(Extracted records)
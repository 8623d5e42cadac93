use std::fmt::Display;

use crate::{Resource, ServiceState};

/// Turns the outcome of a check into exactly one [Resource]. Errors are mapped by the
/// `on_error` handler, or reported as [ServiceState::Critical] with the error message if none
/// is set.
pub struct Runner<E> {
    on_error: Option<Box<dyn FnOnce(E) -> Resource>>,
}

impl<E: Display> Runner<E> {
    pub fn new() -> Self {
        Self { on_error: None }
    }

    pub fn on_error(mut self, f: impl FnOnce(E) -> Resource + 'static) -> Self {
        self.on_error = Some(Box::new(f));
        self
    }

    /// Runs the check. The returned resource is the only result the process reports; call
    /// [Resource::print_and_exit] on it.
    pub fn safe_run(self, f: impl FnOnce() -> Result<Resource, E>) -> Resource {
        match f() {
            Ok(resource) => resource,
            Err(err) => match self.on_error {
                Some(on_error) => on_error(err),
                None => Resource::new(ServiceState::Critical).with_description(err.to_string()),
            },
        }
    }
}

impl<E: Display> Default for Runner<E> {
    fn default() -> Self {
        Self::new()
    }
}
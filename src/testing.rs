//! Helpers shared by the unit tests.

use std::fs;
use std::io::{self, BufReader, Read, Write};
use std::net::{SocketAddr, TcpListener};
use std::path::PathBuf;
use std::sync::mpsc;
use std::sync::{Arc, Mutex};
use std::thread;

use rustls::pki_types::{CertificateDer, PrivateKeyDer};
use rustls::server::WebPkiClientVerifier;
use rustls::{RootCertStore, ServerConfig, ServerConnection, StreamOwned};

/// In-memory writer for capturing log output.
#[derive(Clone, Default)]
pub struct CapturedOutput(Arc<Mutex<Vec<u8>>>);

impl CapturedOutput {
    pub fn contents(&self) -> String {
        String::from_utf8_lossy(&self.0.lock().unwrap()).into_owned()
    }
}

impl Write for CapturedOutput {
    fn write(&mut self, buf: &[u8]) -> io::Result<usize> {
        self.0.lock().unwrap().extend_from_slice(buf);
        Ok(buf.len())
    }

    fn flush(&mut self) -> io::Result<()> {
        Ok(())
    }
}

impl<'a> tracing_subscriber::fmt::MakeWriter<'a> for CapturedOutput {
    type Writer = CapturedOutput;

    fn make_writer(&'a self) -> Self::Writer {
        self.clone()
    }
}

/// A loopback HTTP server answering exactly one request with a canned response.
pub struct FakeServer {
    pub addr: SocketAddr,
    requests: mpsc::Receiver<String>,
}

impl FakeServer {
    pub fn respond(status_line: &str, body: &str) -> FakeServer {
        let response = format!(
            "HTTP/1.1 {}\r\nContent-Type: application/json\r\nContent-Length: {}\r\nConnection: close\r\n\r\n{}",
            status_line,
            body.len(),
            body
        );

        let listener = TcpListener::bind("127.0.0.1:0").unwrap();
        let addr = listener.local_addr().unwrap();
        let (tx, rx) = mpsc::channel();

        thread::spawn(move || {
            let (mut stream, _) = listener.accept().unwrap();
            let mut request = Vec::new();
            let mut buf = [0u8; 1024];
            while !request.windows(4).any(|w| w == b"\r\n\r\n") {
                let n = stream.read(&mut buf).unwrap();
                if n == 0 {
                    break;
                }
                request.extend_from_slice(&buf[..n]);
            }
            stream.write_all(response.as_bytes()).unwrap();
            let _ = tx.send(String::from_utf8_lossy(&request).into_owned());
        });

        FakeServer { addr, requests: rx }
    }

    pub fn url(&self, path: &str) -> url::Url {
        url::Url::parse(&format!("http://{}{}", self.addr, path)).unwrap()
    }

    /// The raw request head the server received.
    pub fn request(&self) -> String {
        self.requests.recv().unwrap()
    }
}

/// Path of a file under `tests/fixtures`.
pub fn fixture(name: &str) -> PathBuf {
    PathBuf::from(env!("CARGO_MANIFEST_DIR"))
        .join("tests")
        .join("fixtures")
        .join(name)
}

fn load_certs(name: &str) -> Vec<CertificateDer<'static>> {
    let mut reader = BufReader::new(fs::File::open(fixture(name)).unwrap());
    rustls_pemfile::certs(&mut reader)
        .collect::<Result<_, _>>()
        .unwrap()
}

fn load_key(name: &str) -> PrivateKeyDer<'static> {
    let mut reader = BufReader::new(fs::File::open(fixture(name)).unwrap());
    rustls_pemfile::private_key(&mut reader).unwrap().unwrap()
}

/// DER encoding of the certificates in a PEM fixture.
pub fn der_certificates(name: &str) -> Vec<Vec<u8>> {
    load_certs(name).iter().map(|cert| cert.to_vec()).collect()
}

/// A loopback HTTPS server that requires a client certificate signed by the `ca.pem` fixture
/// and answers exactly one request with `200 OK` and `body`. Its own certificate is
/// self-signed.
pub struct TlsServer {
    pub addr: SocketAddr,
    client_certificates: mpsc::Receiver<Vec<Vec<u8>>>,
}

impl TlsServer {
    pub fn respond(body: &str) -> TlsServer {
        let response = format!(
            "HTTP/1.1 200 OK\r\nContent-Type: application/json\r\nContent-Length: {}\r\nConnection: close\r\n\r\n{}",
            body.len(),
            body
        );

        let provider = Arc::new(rustls::crypto::ring::default_provider());
        let mut roots = RootCertStore::empty();
        for cert in load_certs("ca.pem") {
            roots.add(cert).unwrap();
        }
        let verifier = WebPkiClientVerifier::builder_with_provider(Arc::new(roots), provider.clone())
            .build()
            .unwrap();
        let config = ServerConfig::builder_with_provider(provider)
            .with_safe_default_protocol_versions()
            .unwrap()
            .with_client_cert_verifier(verifier)
            .with_single_cert(load_certs("server.pem"), load_key("server.key"))
            .unwrap();
        let config = Arc::new(config);

        let listener = TcpListener::bind("127.0.0.1:0").unwrap();
        let addr = listener.local_addr().unwrap();
        let (tx, rx) = mpsc::channel();

        thread::spawn(move || {
            let (stream, _) = listener.accept().unwrap();
            let conn = ServerConnection::new(config).unwrap();
            let mut tls = StreamOwned::new(conn, stream);

            let mut request = Vec::new();
            let mut buf = [0u8; 1024];
            while !request.windows(4).any(|w| w == b"\r\n\r\n") {
                let n = tls.read(&mut buf).unwrap();
                if n == 0 {
                    break;
                }
                request.extend_from_slice(&buf[..n]);
            }

            let presented = tls
                .conn
                .peer_certificates()
                .map(|certs| certs.iter().map(|cert| cert.to_vec()).collect())
                .unwrap_or_default();

            tls.write_all(response.as_bytes()).unwrap();
            tls.conn.send_close_notify();
            tls.flush().unwrap();
            let _ = tx.send(presented);
        });

        TlsServer {
            addr,
            client_certificates: rx,
        }
    }

    /// The certificate chain the client presented during the handshake, in DER.
    pub fn client_certificates(&self) -> Vec<Vec<u8>> {
        self.client_certificates.recv().unwrap()
    }
}

/// An address nothing listens on.
pub fn closed_port() -> SocketAddr {
    let listener = TcpListener::bind("127.0.0.1:0").unwrap();
    listener.local_addr().unwrap()
}

/// An HTTP client without TLS identity or proxies, for talking to [FakeServer].
pub fn plain_client() -> reqwest::blocking::Client {
    reqwest::blocking::Client::builder()
        .no_proxy()
        .build()
        .unwrap()
}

» To do:
Looking at the data above, how many lines hold the word "body"? Respond with the number alone.

» Output for this exercise:
7